Conservation Actions
Palea steindachneri has been listed on CITES Appendix II since 2013. It was declared a National Protected Wild Animal Category II in China’s Wild Animals Protection Law. It is not specifically protected under Vietnamese legislation, although the Forest Protection Law should offer a modicum of habitat protection. The species likely survives within suitable habitat in protected areas in Viet Nam.
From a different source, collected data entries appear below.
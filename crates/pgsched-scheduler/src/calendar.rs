//! Time-ordered calendar of pending occurrences for locally materialised
//! tasks.

use chrono::{DateTime, Utc};
use tracing::warn;

use crate::{
    error::{Result, SchedulerError},
    types::{TaskKey, TaskKind},
};

/// One pending occurrence. `task` is a lookup key, not ownership.
#[derive(Debug, Clone, PartialEq, Eq)]
pub struct Event {
    pub due: DateTime<Utc>,
    pub kind: TaskKind,
    pub task: TaskKey,
}

impl Event {
    pub fn new(due: DateTime<Utc>, task: TaskKey) -> Self {
        Self {
            due,
            kind: task.kind,
            task,
        }
    }
}

/// Events sorted ascending by due time, ties in insertion order.
#[derive(Debug, Default)]
pub struct EventCalendar {
    events: Vec<Event>,
}

impl EventCalendar {
    pub fn new() -> Self {
        Self { events: Vec::new() }
    }

    pub fn len(&self) -> usize {
        self.events.len()
    }

    pub fn is_empty(&self) -> bool {
        self.events.is_empty()
    }

    /// Insert keeping the order. Returns `false` when an identical event is
    /// already present.
    pub fn insert(&mut self, event: Event) -> bool {
        if self.events.contains(&event) {
            return false;
        }
        // After every event due at or before this one: equal times keep
        // insertion order.
        let at = self.events.partition_point(|e| e.due <= event.due);
        self.events.insert(at, event);
        true
    }

    /// Earliest due time, or `None` when empty.
    pub fn peek_due_time(&self) -> Option<DateTime<Utc>> {
        self.events.first().map(|e| e.due)
    }

    /// Remove and return every event due at or before `as_of`, earliest first.
    pub fn drain_due(&mut self, as_of: DateTime<Utc>) -> Vec<Event> {
        let split = self.events.partition_point(|e| e.due <= as_of);
        self.events.drain(..split).collect()
    }

    /// Remove every event matching `task` and/or `kind`.
    ///
    /// At least one filter is required; with none the calendar is left
    /// untouched and [`SchedulerError::MissingFilter`] is returned.
    pub fn remove(&mut self, task: Option<&TaskKey>, kind: Option<TaskKind>) -> Result<usize> {
        if task.is_none() && kind.is_none() {
            warn!("calendar remove called without a filter");
            return Err(SchedulerError::MissingFilter);
        }
        let before = self.events.len();
        self.events.retain(|e| {
            let task_match = task.map_or(true, |t| e.task == *t);
            let kind_match = kind.map_or(true, |k| e.kind == k);
            !(task_match && kind_match)
        });
        Ok(before - self.events.len())
    }

    /// Whether any event for `task` is pending.
    pub fn contains_task(&self, task: &TaskKey) -> bool {
        self.events.iter().any(|e| e.task == *task)
    }

    pub fn iter(&self) -> impl Iterator<Item = &Event> {
        self.events.iter()
    }
}
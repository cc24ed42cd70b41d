use async_trait::async_trait;
use tokio::sync::mpsc;

use crate::{
    error::Result,
    types::{CalendarRow, NextTaskRow, Notification, TaskKey, TaskKind},
};

/// Opens handles to the databases of one server.
///
/// Each handle is exclusive to its holder: a dispatcher keeps one for polling
/// and every running task gets its own.
#[async_trait]
pub trait Connector: Send + Sync + 'static {
    type Conn: StoreConnection;

    /// Open a new handle to `database`.
    async fn connect(&self, database: &str) -> Result<Self::Conn>;

    /// Subscribe to `channel` on `database`.
    ///
    /// The returned receiver yields one [`Notification`] per event for as long
    /// as the receiver is held. Dropping it ends the subscription.
    async fn subscribe(
        &self,
        database: &str,
        channel: &str,
    ) -> Result<mpsc::Receiver<Notification>>;
}

/// A single open database handle.
#[async_trait]
pub trait StoreConnection: Send + Sized + 'static {
    /// Ask the schema for the next due task. `None` when no row came back.
    async fn next_task(&mut self) -> Result<Option<NextTaskRow>>;

    /// Execute a task through `run_task(kind, id)` and return its result code.
    ///
    /// An `Err` is a transport failure; a negative `Ok` is the task's own
    /// failure code.
    async fn run_task(&mut self, key: TaskKey) -> Result<i64>;

    /// Whether the scheduling schema exists in this database.
    async fn has_schema(&mut self) -> Result<bool>;

    /// Names of connectable, non-template databases not listed in `exclude`.
    async fn list_databases(&mut self, exclude: &[String]) -> Result<Vec<String>>;

    /// Every definition of a calendar kind.
    async fn load_calendar(&mut self, kind: TaskKind) -> Result<Vec<CalendarRow>>;

    /// Delete the persisted AT definition `id`.
    async fn delete_at(&mut self, id: i64) -> Result<()>;

    /// Release the handle.
    async fn close(self) -> Result<()>;
}
//! The per-database fetch → dispatch → wait cycle.
//!
//! A [`Dispatcher`] owns one polling handle, the set of running tasks and a
//! single wake-up slot. Everything it does happens on its own `run` loop:
//!
//! | Wake-up source          | Action                                        |
//! |-------------------------|-----------------------------------------------|
//! | next-check timer        | `request_next()`                              |
//! | change notification     | re-arm next-check at zero, reload calendar    |
//! | task completion         | drop from active set, delete retired AT rows  |
//! | calendar timer          | reload if due, fire due events, dispatch      |
//! | shutdown                | close the polling handle and return           |

use std::{
    collections::HashMap,
    future::pending,
    sync::Arc,
    time::Duration,
};

use chrono::{DateTime, Utc};
use pgsched_core::PgschedConfig;
use tokio::{
    sync::{mpsc, watch},
    task::JoinSet,
    time::Instant,
};
use tracing::{debug, info, warn};

use crate::{
    book::CalendarBook,
    error::{Result, SchedulerError},
    store::{Connector, StoreConnection},
    task::{Outcome, Task, TaskReport},
    timer::WakeTimer,
    types::{CalendarRow, NextTaskRow, Notification, TaskKey, TaskKind},
};

/// Tuning for one dispatcher.
#[derive(Debug, Clone, PartialEq)]
pub struct DispatcherSettings {
    /// Connection budget: one polling handle plus `max_conn - 1` tasks.
    pub max_conn: u32,
    pub check_period: Duration,
    pub retry_interval: Duration,
    pub notify_channel: String,
    /// Reload interval of the calendar layer; `None` disables the layer.
    pub calendar_refresh: Option<Duration>,
}

impl DispatcherSettings {
    pub fn from_config(config: &PgschedConfig) -> Self {
        Self {
            max_conn: config.scheduler.max_conn,
            check_period: config.scheduler.check_period(),
            retry_interval: config.scheduler.retry_interval(),
            notify_channel: config.scheduler.notify_channel.clone(),
            calendar_refresh: config
                .calendar
                .enabled
                .then(|| config.calendar.refresh_interval()),
        }
    }

    /// Maximum number of simultaneously running tasks.
    pub fn ceiling(&self) -> usize {
        self.max_conn.saturating_sub(1) as usize
    }
}

impl Default for DispatcherSettings {
    fn default() -> Self {
        Self::from_config(&PgschedConfig::default())
    }
}

/// Counters returned when a dispatcher stops.
#[derive(Debug, Clone, Copy, Default, PartialEq, Eq)]
pub struct DispatcherStats {
    pub polls: u64,
    pub dispatched: u64,
    pub succeeded: u64,
    pub failed: u64,
    pub errored: u64,
    pub store_errors: u64,
    pub backpressure: u64,
    pub notifications: u64,
    pub calendar_fires: u64,
}

/// Wall clock the calendar layer schedules against.
type Clock = Arc<dyn Fn() -> DateTime<Utc> + Send + Sync>;

struct CalendarLayer {
    book: CalendarBook,
    timer: WakeTimer,
    refresh_every: Duration,
    next_refresh: Instant,
    refresh_due: bool,
}
//! SQL text for the scheduling schema.
//!
//! The schema name comes from configuration, so statements are built per
//! connection with the name quoted as an identifier.

use crate::types::{TaskKey, TaskKind};

/// Quote `name` as a Postgres identifier.
pub fn quote_ident(name: &str) -> String {
    format!("\"{}\"", name.replace('"', "\"\""))
}

/// `next_task()` with every column cast to the type the decoder expects.
///
/// Column order: wait, kind, id, job, role, scheduled_time, retroactive.
pub fn next_task_sql(schema: &str) -> String {
    format!(
        "SELECT t.wait::float8, t.kind::text, t.id::int8, t.job::text, t.role::text,
                t.scheduled_time::timestamptz, t.retroactive::bool
         FROM {}.next_task() AS t(wait, kind, id, job, role, scheduled_time, retroactive)",
        quote_ident(schema)
    )
}

/// `run_task(kind, id)` with literal arguments so the server resolves the
/// function's own parameter types.
///
/// Both values are safe to inline: the kind comes from a closed enum and the
/// id is an integer.
pub fn run_task_sql(schema: &str, key: TaskKey) -> String {
    format!(
        "SELECT ({}.run_task('{}', {}))::int8",
        quote_ident(schema),
        key.kind.as_str(),
        key.id
    )
}

pub const SCHEMA_CHECK_SQL: &str =
    "SELECT count(nspname)::int8 FROM pg_namespace WHERE nspname = $1";

pub const LIST_DATABASES_SQL: &str = "SELECT datname::text FROM pg_database
     WHERE datallowconn AND datname NOT LIKE 'template%' AND datname <> ALL($1)
     ORDER BY datname";

/// Load every definition of a calendar kind as uniform rows.
///
/// Columns: id, job, role, schedule, scheduled_time, interval_secs, retroactive.
/// Returns `None` for [`TaskKind::Generic`], which has no table.
pub fn load_calendar_sql(schema: &str, kind: TaskKind) -> Option<String> {
    let schema = quote_ident(schema);
    let sql = match kind {
        TaskKind::Cron => format!(
            "SELECT id::int8, job::text, role::text, schedule::text,
                    scheduled_time::timestamptz, NULL::float8, retroactive::bool
             FROM {schema}.cron ORDER BY id"
        ),
        TaskKind::At => format!(
            "SELECT id::int8, job::text, role::text, NULL::text,
                    scheduled_time::timestamptz, NULL::float8, retroactive::bool
             FROM {schema}.at ORDER BY id"
        ),
        TaskKind::Runner => format!(
            "SELECT id::int8, job::text, role::text, NULL::text,
                    scheduled_time::timestamptz, interval_secs::float8, retroactive::bool
             FROM {schema}.runner ORDER BY id"
        ),
        TaskKind::Generic => return None,
    };
    Some(sql)
}

pub fn delete_at_sql(schema: &str) -> String {
    format!("DELETE FROM {}.at WHERE id = $1", quote_ident(schema))
}
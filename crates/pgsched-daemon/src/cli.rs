use std::path::PathBuf;

use clap::{ArgAction, Parser};

/// Job scheduler for PostgreSQL databases.
///
/// Runs the tasks stored in each database's scheduling schema when they
/// become due.
#[derive(Debug, Parser)]
#[command(name = "pgsched", version, about, disable_version_flag = true)]
pub struct Cli {
    /// Run as a daemon: write the PID file and log without colours
    #[arg(short, long)]
    pub daemon: bool,

    /// Configuration file [default: /etc/pgsched/pgsched.toml]
    #[arg(short, long, value_name = "FILE")]
    pub config: Option<String>,

    /// Write an example configuration to FILE and exit
    #[arg(short = 'C', long, value_name = "FILE")]
    pub example_config: Option<PathBuf>,

    /// Print version
    #[arg(short = 'v', long, action = ArgAction::Version)]
    #[allow(dead_code)]
    version: Option<bool>,
}
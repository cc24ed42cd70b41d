//! `pgsched-scheduler`: database-resident task dispatch.
//!
//! # Overview
//!
//! Tasks live as rows in a Postgres schema. A [`dispatcher::Dispatcher`]
//! repeatedly asks the store for the next due task, runs it through the
//! schema's `run_task` procedure on a dedicated connection, and sleeps until
//! the next task is due. A `LISTEN` subscription on the change channel cuts
//! that sleep short whenever the task table changes.
//!
//! In multi-tenant deployments the [`seeker::DatabaseSeeker`] discovers every
//! database hosting the schema and starts one dispatcher per database.
//!
//! # Calendar layer
//!
//! Optionally, CRON / AT / RUNNER definitions are loaded into a local
//! [`calendar::EventCalendar`] and fired from there:
//!
//! | Kind     | Behaviour                                               |
//! |----------|---------------------------------------------------------|
//! | `At`     | One shot at an absolute instant, row deleted afterwards |
//! | `Cron`   | Cron expression, evaluated in UTC                       |
//! | `Runner` | Repeat every N seconds from its scheduled time          |

pub mod book;
pub mod calendar;
pub mod calendar_task;
pub mod db;
pub mod dispatcher;
pub mod error;
pub mod postgres;
pub mod schedule;
pub mod seeker;
pub mod store;
pub mod task;
pub mod timer;
pub mod types;

pub use book::{CalendarBook, FiredOccurrence, RefreshSummary};
pub use dispatcher::{launch, Dispatcher, DispatcherSettings, DispatcherStats};
pub use error::{Result, SchedulerError};
pub use postgres::PgConnector;
pub use seeker::{DatabaseSeeker, Registration};
pub use store::{Connector, StoreConnection};
pub use task::{Outcome, Task, TaskReport};
pub use types::{CalendarRow, NextTaskRow, Notification, TaskKey, TaskKind, TaskState};
use thiserror::Error;

/// Errors that can occur within the scheduler subsystem.
#[derive(Debug, Error)]
pub enum SchedulerError {
    /// Underlying sqlx / Postgres error.
    #[error("Database error: {0}")]
    Database(#[from] sqlx::Error),

    /// The store could not be reached or dropped the connection.
    #[error("Connection error: {0}")]
    Connection(String),

    /// The store reported a task kind this scheduler does not know.
    #[error("Unknown task kind: {0}")]
    UnknownKind(String),

    /// A calendar task definition cannot be scheduled.
    #[error("Invalid schedule: {0}")]
    InvalidSchedule(String),

    /// `EventCalendar::remove` was called with neither a task nor a kind.
    #[error("Calendar removal needs a task or a kind filter")]
    MissingFilter,

    /// Listing candidate databases failed during discovery.
    #[error("Database discovery failed: {0}")]
    Discovery(String),
}

pub type Result<T> = std::result::Result<T, SchedulerError>;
The primary conservation measure needed for P. steindachneri (and many other species and their ecosystem) is the creation of secure, adequately managed protected areas with suitable habitat. Surveys to evaluate the status and occurrence of populations can be integrated into broader biodiversity surveys. Research on natural history and ecology, and evaluation of genetic and morphological variability, are desirable.
Location Information
Palea steindachneri occurs in southern China (Guangdong, Guizhou, Yunnan and Hainan), and in east-draining river systems of northern and central Viet Nam and adjacent Lao PDR. Introduced subpopulations are known from Mauritius, Hong Kong (China) and Hawaii (USA).
Geographic Range
Extant
China, Hong Kong, Lao People's Democratic Republic, Mauritius, United States of America, Viet Nam
Population Information
Virtually no population information has been recorded for Palea steindachneri. Participants of the Singapore 2011 and 2018 workshops (Fong, Ha, McCormack and Timmins) reported that P. steindachneri still occurs in the wild in China in small fragmented populations, and occurs in or near some protected areas in Viet Nam. Observations throughout the range indicate substantial, but unquantified, declines over the past few decades. While in decline, populations in remote forest areas of Viet Nam, some of which include protected areas, are known to continue successful reproduction and presumably recruitment. Very few, if any, reliable records from the wild have emerged from China in recent years (B. Horne pers. comm. 2018).
A very rough estimate is that the species has disappeared from parts of its original distribution range (EOO) and remaining populations are understood to have been severely depleted over the past decades, with a total reduction estimated at well over 80% of total mature animals over the past half century, and the decline continuing.